Ähnlich wie Jonelle Hileary (Zitat unten) beschreiben sie in zahlreichen Artikeln (*) und Büchern (*), dass ihr Zuhause überall ist, aber auch nirgendwo. Für viele ein belastendes und bereicherndes Gefühl zu gleich. Denn lange Jahre im Ausland bedeuten einerseits eine Schärfung von eigenen Werten und Einstellungen (*), jedoch auch Veränderungen im Heimatland. Die Rückkehr in die Heimat bietet die erste Gelegenheit diese Entwicklungen und den vollzogenen Perspektivwechsel zu erleben (*). Viele durchleben einen sogenannten “Rückkehrschock” (*). Dieser wird ausgelößt durch ein Erleben neuer kultureller Identität im Heimatland (*). So wie ein third culture kid eine individuelle "dritte Kultur" zwischen der Elternkultur und der Landeskultur kreiert, kann auch ein Erwachsener im Ausland zum Hybrid zwischen den Kulturen werden – mit und ohne feste Wurzeln.

zuhauselos

"Home" ist in der Übersetzung ins Deutschen doppeldeutig. Denn die deutsche Sprache bietet eine Unterscheidung zwischen Heimat und Zuhause. Wir haben also die Chance zwei Seiten zu betrachten.

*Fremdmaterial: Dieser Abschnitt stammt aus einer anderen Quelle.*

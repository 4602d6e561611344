// SPDX-FileCopyrightText: 2023 Phoenix R&D GmbH <hello@phnx.im>
//
// SPDX-License-Identifier: AGPL-3.0-or-later

//! Client state store of the HackBank idea tracker.
//!
//! [`clients::CoreClient`] mirrors the tables of the hosted data service in memory. Mutations are
//! applied optimistically to the local state, sent to the service, and rolled back to the
//! previous snapshot if the service rejects them. Changes are published as
//! [`store::StoreNotification`]s.

pub mod activities;
pub mod clients;
pub mod hackathons;
pub mod ideas;
pub mod members;
pub mod prds;
pub mod service;
pub mod stacks;
pub mod store;

pub use hbapiclient::auth_api::{AuthUser, Web3Chain};
pub use hbcommon::{
    identifiers::{ActivityId, CommentId, HackathonId, IdeaId, TaskId, UserId},
    stack::StackCategory,
    status::{HackathonStatus, IdeaStatus, MemberRole},
};

pub use activities::Activity;
pub use clients::{CoreClient, SignedMessage, StoreError, WalletSigner};
pub use hackathons::{Hackathon, HackathonUpdate, NewHackathon, build_hackathon_links};
pub use ideas::{Comment, Idea, IdeaSections, IdeaUpdate, NewIdea, Task};
pub use members::Member;
pub use prds::{Prd, PrdListField, PrdUpdate};
pub use service::{DataService, DataServiceError, DataServiceErrorKind, DataServiceResult};
pub use stacks::{StackUpdate, TechStack};
pub use store::{
    AppState, StoreEntityId, StoreNotification, StoreOperation, Toast, ToastKind,
};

Unsere Wurzeln verbinden wir mit dem Wort Heimat. Für die meisten ist die Heimat ein Ort der Kindheit – ein mit Nostalgie gefüllter Begriff. Mit diesem Wort werden Erinnerungen hervorgerufen, die aufgeladen sind mit Sehnsüchten, Träumen, Bildern, Gefühlen, Gerüchen und Geräuschen, aber auch mit Schmerz, Leid und Verlust (*). An unserem Heimatgefühl können wir wenig selbst ändern, denn es ist abhängig von unserer Vergangenheit. Was können wir tun, wenn wir zu wenig Zeit an einem Ort verbracht haben, um ihn Heimat zu nennen? Oder dieser kein Zuhause mehr ist, weil wir uns zu weit entfernt haben?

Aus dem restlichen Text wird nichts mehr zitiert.